I raised my shoulders to release tension. “Oh, why would you attend the funeral of somebody you don’t know? It’s deceitful,” I said. He looked me in the eye knowingly, an unsettling tight expression on his face. “I followed you in here. You walk like a woman I once knew in Haiti. I’m sorry for your loss,” he offered, just a hint of mockery in his voice.
“Thank you,” I answered, surprised by the pangs of sorrow I felt.
He rummaged inside his jacket, fished out something. “You dropped this by the way.” He handed me the £20 from the steps. The Queen’s silent expression had subtly darkened. “Hey! I put that in my bag.”

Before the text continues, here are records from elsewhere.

//! Readiness of the externally owned map.

use std::cell::RefCell;
use std::rc::{Rc, Weak};

use crate::error::{SceneError, SceneResult};

/// The configurator's view of the map: absent until the load event arrives,
/// then a weak reference it never owns.
#[derive(Debug)]
pub enum MapHandle<B> {
    NotReady,
    Ready(Weak<RefCell<B>>),
}

impl<B> Default for MapHandle<B> {
    fn default() -> Self {
        MapHandle::NotReady
    }
}

impl<B> MapHandle<B> {
    pub fn ready(map: &Rc<RefCell<B>>) -> Self {
        MapHandle::Ready(Rc::downgrade(map))
    }

    /// True while the map is loaded and still alive.
    pub fn is_ready(&self) -> bool {
        match self {
            MapHandle::NotReady => false,
            MapHandle::Ready(weak) => weak.strong_count() > 0,
        }
    }

    /// Live map, or [`SceneError::NotReady`] before load or after the owner
    /// dropped it.
    pub fn upgrade(&self) -> SceneResult<Rc<RefCell<B>>> {
        match self {
            MapHandle::NotReady => Err(SceneError::NotReady),
            MapHandle::Ready(weak) => weak.upgrade().ok_or(SceneError::NotReady),
        }
    }
}

#[cfg(test)]
mod tests {
    use super::*;

    #[test]
    fn not_ready_by_default() {
        let handle: MapHandle<u32> = MapHandle::default();
        assert!(!handle.is_ready());
        assert!(handle.upgrade().unwrap_err().is_not_ready());
    }

    #[test]
    fn ready_until_owner_drops_map() {
        let map = Rc::new(RefCell::new(7u32));
        let handle = MapHandle::ready(&map);
        assert!(handle.is_ready());
        assert_eq!(*handle.upgrade().unwrap().borrow(), 7);

        drop(map);
        assert!(!handle.is_ready());
        assert!(matches!(handle.upgrade(), Err(SceneError::NotReady)));
    }
}
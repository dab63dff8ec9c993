// src/geo/mod.rs
// Geographic coordinates and Web-Mercator helpers
// RELEVANT FILES: src/geo/coordinate.rs, src/geo/mercator.rs, src/camera/mod.rs

pub mod coordinate;
pub mod mercator;

pub use coordinate::{GeoError, LngLat};
pub use mercator::{meter_in_mercator_units, MercatorCoordinate, EARTH_CIRCUMFERENCE_M};
// src/geo/mercator.rs
// Web-Mercator world coordinates used by the free camera
// RELEVANT FILES: src/geo/coordinate.rs, src/camera/mod.rs

use glam::DVec3;

use super::coordinate::LngLat;

/// Mean earth radius in meters.
pub const EARTH_RADIUS_M: f64 = 6_371_008.8;

/// Equatorial circumference derived from [`EARTH_RADIUS_M`].
pub const EARTH_CIRCUMFERENCE_M: f64 = 2.0 * std::f64::consts::PI * EARTH_RADIUS_M;

/// Latitude limit of the square Web-Mercator world.
pub const MAX_MERCATOR_LATITUDE: f64 = 85.051_128_779_806_6;

/// A position in the unit Web-Mercator square.
///
/// `x` grows east, `y` grows south, both in `[0, 1]`. `z` is height in the
/// same units, so one mercator unit spans the whole world at the equator.
#[derive(Debug, Clone, Copy, PartialEq)]
pub struct MercatorCoordinate(pub DVec3);

impl MercatorCoordinate {
    /// Project a coordinate and altitude in meters.
    ///
    /// Latitudes beyond the Mercator limit are clamped.
    pub fn from_lng_lat(location: LngLat, altitude_m: f64) -> Self {
        let lat = location
            .lat()
            .clamp(-MAX_MERCATOR_LATITUDE, MAX_MERCATOR_LATITUDE);
        let x = mercator_x_from_lng(location.lon());
        let y = mercator_y_from_lat(lat);
        let z = altitude_m * meter_in_mercator_units(lat);
        Self(DVec3::new(x, y, z))
    }

    pub fn x(&self) -> f64 {
        self.0.x
    }

    pub fn y(&self) -> f64 {
        self.0.y
    }

    pub fn z(&self) -> f64 {
        self.0.z
    }

    pub fn lng(&self) -> f64 {
        self.0.x * 360.0 - 180.0
    }

    pub fn lat(&self) -> f64 {
        let y2 = 180.0 - self.0.y * 360.0;
        360.0 / std::f64::consts::PI * (y2 * std::f64::consts::PI / 180.0).exp().atan() - 90.0
    }

    /// Height in meters at this coordinate's latitude.
    pub fn altitude_m(&self) -> f64 {
        let units = meter_in_mercator_units(self.lat());
        if units == 0.0 {
            0.0
        } else {
            self.0.z / units
        }
    }
}

fn mercator_x_from_lng(lng: f64) -> f64 {
    (180.0 + lng) / 360.0
}

fn mercator_y_from_lat(lat: f64) -> f64 {
    let lat_rad = lat.to_radians();
    (180.0
        - (180.0 / std::f64::consts::PI)
            * (std::f64::consts::FRAC_PI_4 + lat_rad / 2.0).tan().ln())
        / 360.0
}

/// Number of mercator units covered by one meter at `lat`.
pub fn meter_in_mercator_units(lat: f64) -> f64 {
    let circumference = EARTH_CIRCUMFERENCE_M * lat.to_radians().cos();
    if circumference <= f64::EPSILON {
        0.0
    } else {
        1.0 / circumference
    }
}
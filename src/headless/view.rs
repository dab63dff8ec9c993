//! Map view with a one-shot "map loaded" event.

use std::cell::RefCell;
use std::rc::Rc;

use crate::camera::CameraOptions;
use crate::headless::HeadlessMap;
use crate::style::StyleResult;

/// Shared handle to a live headless map. Single-threaded by construction.
pub type SharedMap = Rc<RefCell<HeadlessMap>>;

type LoadedObserver = Box<dyn FnMut(&SharedMap)>;

/// Owns the map and notifies observers once its style has loaded.
pub struct MapView {
    map: SharedMap,
    observers: Vec<LoadedObserver>,
    loaded: bool,
}

impl MapView {
    pub fn new(camera: CameraOptions) -> Self {
        Self {
            map: Rc::new(RefCell::new(HeadlessMap::new(camera))),
            observers: Vec::new(),
            loaded: false,
        }
    }

    pub fn map(&self) -> SharedMap {
        Rc::clone(&self.map)
    }

    pub fn is_loaded(&self) -> bool {
        self.loaded
    }

    /// Register a callback for the load event.
    pub fn on_map_loaded<F>(&mut self, observer: F)
    where
        F: FnMut(&SharedMap) + 'static,
    {
        self.observers.push(Box::new(observer));
    }

    /// Load a style. Observers fire after the first successful load only.
    pub fn load_style(&mut self, uri: &str) -> StyleResult<()> {
        self.map.borrow_mut().load_style(uri)?;
        if !self.loaded {
            self.loaded = true;
            self.emit_loaded();
        }
        Ok(())
    }

    /// Fire the load event again, as a renderer that reports a duplicate
    /// load would. The map borrow is released before observers run.
    pub fn emit_loaded(&mut self) {
        let map = Rc::clone(&self.map);
        for observer in self.observers.iter_mut() {
            observer(&map);
        }
    }
}

#[cfg(test)]
mod tests {
    use super::*;
    use crate::backend::MapBackend;
    use crate::geo::LngLat;
    use std::cell::Cell;

    fn camera() -> CameraOptions {
        CameraOptions {
            center: LngLat::NULL_ISLAND,
            zoom: 12.0,
            pitch: 0.0,
            bearing: 186.0,
        }
    }

    #[test]
    fn load_event_fires_once() {
        let count = Rc::new(Cell::new(0));
        let mut view = MapView::new(camera());
        let c = Rc::clone(&count);
        view.on_map_loaded(move |map| {
            assert!(map.borrow().style_uri().is_some());
            c.set(c.get() + 1);
        });

        assert!(!view.is_loaded());
        view.load_style("mapbox://styles/mapbox/satellite-streets-v12")
            .unwrap();
        view.load_style("mapbox://styles/mapbox/satellite-streets-v12")
            .unwrap();
        assert!(view.is_loaded());
        assert_eq!(count.get(), 1);

        view.emit_loaded();
        assert_eq!(count.get(), 2);
    }

    #[test]
    fn observers_may_borrow_the_map_mutably() {
        let mut view = MapView::new(camera());
        view.on_map_loaded(|map| {
            let mut m = map.borrow_mut();
            m.load_style("mapbox://styles/mapbox/dark-v11").unwrap();
        });
        view.load_style("mapbox://styles/mapbox/satellite-streets-v12")
            .unwrap();
        assert_eq!(view.map().borrow().style().name, "dark-v11");
    }
}
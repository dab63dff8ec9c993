//! Data-driven style expression evaluation.
//!
//! Implements the subset of the expression language that scene layers use:
//! - `get`, `has`: feature property access
//! - `literal`, `coalesce`, `match`, `case`
//! - Comparison and logic: `==`, `!=`, `!`, `all`, `any`
//! - String and type: `concat`, `to-string`, `to-number`
//! - `zoom`

use serde::{Deserialize, Serialize};
use serde_json::{Map, Value};

/// Expression evaluation context containing feature properties and zoom level.
#[derive(Debug, Clone)]
pub struct EvalContext<'a> {
    pub properties: &'a Map<String, Value>,
    pub zoom: f64,
}

impl<'a> EvalContext<'a> {
    pub fn new(properties: &'a Map<String, Value>, zoom: f64) -> Self {
        Self { properties, zoom }
    }
}

/// An expression in array form, e.g. `["get", "model-id-key"]`.
#[derive(Debug, Clone, PartialEq, Serialize, Deserialize)]
#[serde(transparent)]
pub struct Expression(pub Vec<Value>);

impl Expression {
    /// `["get", key]`
    pub fn get(key: &str) -> Self {
        Expression(vec![Value::from("get"), Value::from(key)])
    }

    /// `["literal", value]`
    pub fn literal(value: Value) -> Self {
        Expression(vec![Value::from("literal"), value])
    }

    pub fn operator(&self) -> Option<&str> {
        self.0.first().and_then(Value::as_str)
    }

    pub fn evaluate(&self, ctx: &EvalContext) -> Option<Value> {
        evaluate_array_expression(&self.0, ctx)
    }

    pub fn evaluate_string(&self, ctx: &EvalContext) -> Option<String> {
        match self.evaluate(ctx)? {
            Value::String(s) => Some(s),
            _ => None,
        }
    }
}

/// Evaluate any JSON value as an expression. Non-array values are literals.
pub fn evaluate_expression(expr: &Value, ctx: &EvalContext) -> Option<Value> {
    match expr {
        Value::Array(arr) => evaluate_array_expression(arr, ctx),
        other => Some(other.clone()),
    }
}

fn evaluate_array_expression(arr: &[Value], ctx: &EvalContext) -> Option<Value> {
    let op = arr.first()?.as_str()?;

    match op {
        "get" => {
            let key = arr.get(1)?.as_str()?;
            ctx.properties.get(key).cloned()
        }
        "has" => {
            let key = arr.get(1)?.as_str()?;
            Some(Value::Bool(ctx.properties.contains_key(key)))
        }
        "literal" => arr.get(1).cloned(),
        "coalesce" => arr[1..]
            .iter()
            .filter_map(|e| evaluate_expression(e, ctx))
            .find(|v| !v.is_null()),
        "match" => eval_match(arr, ctx),
        "case" => eval_case(arr, ctx),
        "==" | "!=" => {
            if arr.len() != 3 {
                return None;
            }
            let a = evaluate_expression(&arr[1], ctx).unwrap_or(Value::Null);
            let b = evaluate_expression(&arr[2], ctx).unwrap_or(Value::Null);
            let eq = values_equal(&a, &b);
            Some(Value::Bool(if op == "==" { eq } else { !eq }))
        }
        "!" => {
            let v = evaluate_expression(arr.get(1)?, ctx)?;
            Some(Value::Bool(!v.as_bool()?))
        }
        "all" => Some(Value::Bool(arr[1..].iter().all(|e| {
            evaluate_expression(e, ctx)
                .and_then(|v| v.as_bool())
                .unwrap_or(false)
        }))),
        "any" => Some(Value::Bool(arr[1..].iter().any(|e| {
            evaluate_expression(e, ctx)
                .and_then(|v| v.as_bool())
                .unwrap_or(false)
        }))),
        "concat" => {
            let mut out = String::new();
            for e in &arr[1..] {
                out.push_str(&value_to_string(&evaluate_expression(e, ctx)?));
            }
            Some(Value::String(out))
        }
        "to-string" => {
            let v = evaluate_expression(arr.get(1)?, ctx)?;
            Some(Value::String(value_to_string(&v)))
        }
        "to-number" => arr[1..]
            .iter()
            .filter_map(|e| evaluate_expression(e, ctx))
            .find_map(|v| match v {
                Value::Number(n) => n.as_f64(),
                Value::String(s) => s.trim().parse::<f64>().ok(),
                Value::Bool(b) => Some(if b { 1.0 } else { 0.0 }),
                _ => None,
            })
            .and_then(serde_json::Number::from_f64)
            .map(Value::Number),
        "zoom" => serde_json::Number::from_f64(ctx.zoom).map(Value::Number),
        _ => None,
    }
}

// ["match", input, label1, out1, label2, out2, ..., fallback]
fn eval_match(arr: &[Value], ctx: &EvalContext) -> Option<Value> {
    if arr.len() < 3 {
        return None;
    }
    let input = evaluate_expression(&arr[1], ctx).unwrap_or(Value::Null);
    let body = &arr[2..];
    // label/output pairs plus a required fallback
    if body.len() % 2 == 0 {
        return None;
    }
    let (pairs, fallback) = body.split_at(body.len() - 1);
    for pair in pairs.chunks(2) {
        if pair.len() < 2 {
            break;
        }
        let hit = match &pair[0] {
            Value::Array(labels) => labels.iter().any(|l| values_equal(l, &input)),
            label => values_equal(label, &input),
        };
        if hit {
            return evaluate_expression(&pair[1], ctx);
        }
    }
    evaluate_expression(&fallback[0], ctx)
}

// ["case", cond1, out1, cond2, out2, ..., fallback]
fn eval_case(arr: &[Value], ctx: &EvalContext) -> Option<Value> {
    if arr.len() < 2 {
        return None;
    }
    let body = &arr[1..];
    if body.len() % 2 == 0 {
        return None;
    }
    let (pairs, fallback) = body.split_at(body.len() - 1);
    for pair in pairs.chunks(2) {
        if pair.len() < 2 {
            break;
        }
        let cond = evaluate_expression(&pair[0], ctx)
            .and_then(|v| v.as_bool())
            .unwrap_or(false);
        if cond {
            return evaluate_expression(&pair[1], ctx);
        }
    }
    evaluate_expression(&fallback[0], ctx)
}

fn values_equal(a: &Value, b: &Value) -> bool {
    match (a, b) {
        (Value::Number(x), Value::Number(y)) => x.as_f64() == y.as_f64(),
        _ => a == b,
    }
}

fn value_to_string(v: &Value) -> String {
    match v {
        Value::String(s) => s.clone(),
        Value::Null => String::new(),
        Value::Number(n) => match n.as_f64() {
            // integral floats print without a fraction: 7.0 -> "7"
            Some(f) if f.fract() == 0.0 && f.abs() < 1e15 => format!("{}", f as i64),
            _ => n.to_string(),
        },
        other => other.to_string(),
    }
}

“Ah, you’re not the only one with tricks. Come on, there’s an interesting crypt space downstairs. I’ll show you, don’t make a scene.”
He was so close I could smell the alcohol on his breath.
The crypt was cool but his hands were warm. He propped me up against a disused bar, slipped a finger inside me, promising to mark my underwear with cigarette burns. He pressed the bottle mouth against my back. The woman whose walk I’d inherited sat at the bottom in smoke form, curling into our breaths. Tires screeched away, stones rustled, bite marks on my shoulder formed a raging map of teeth indentations. The bodies in red wine swam after their floating, drunken privates. Sweat pooled between my breasts. I liked the metallic taste of his zipper in my mouth, the fury of his fingers sliding in and out of me frenetically, his changeable face buried in the damp, gnarly thatch of hair between my legs. His mouth sucked greedily on the arches of my feet. His hands tightened on my throat, saints on the church walls orgasmed in unison. My tongue came undone
Down
In
The
Crypt.
Chesapeake
At night the beach was pretty much deserted. Faces from the rocks slipped into the sly sea line while the waters thrashed as if a second moon would appear. Rain soaked and wind blown, I watched Rangi’s lone, lean frame angling into the foamy depths. He changed with each dive and stroke, beneath the knowing gazes of underwater creatures. I leaned into the wind from my view between two rough-hewn peaks, breeze dented, scowling chip paper in one hand; greasy fat chip in the other. Shots of vinegar created sour warmth in my mouth. Above a smattering of gulls chorused loudly.
I was joyous having left behind London and the brass head beneath my bed, the fascination it held and the sick feeling it produced in my stomach. I thought of my grandfather’s diary, facing the things I’d inherited breathing between the lines of a bound leather book.
The wind began to howl. My inappropriate plimsolls were soaked. Typical of me to wear the wrong footwear, you can’t even get that right . I shivered. The salty sea air felt good, I was slowing down my demons, given them a different oxygen. The faces in the night water waited patiently for limbs. Rangi stood, water undulating around him, motioning for me to join him. “Come on!” he yelled. “Stop being an observer!” he taunted. A weird rush of intensity filled my body, even in the distance between us, the air was electric. I shook my head, scared he’d notice something we both didn’t want to see rise to the surface of water. I leaned forward to get a closer view, certain his body had encountered haphazard bits of life underwater; a plane’s wing, a diver’s mask, the moon’s silver-limbed doppelganger.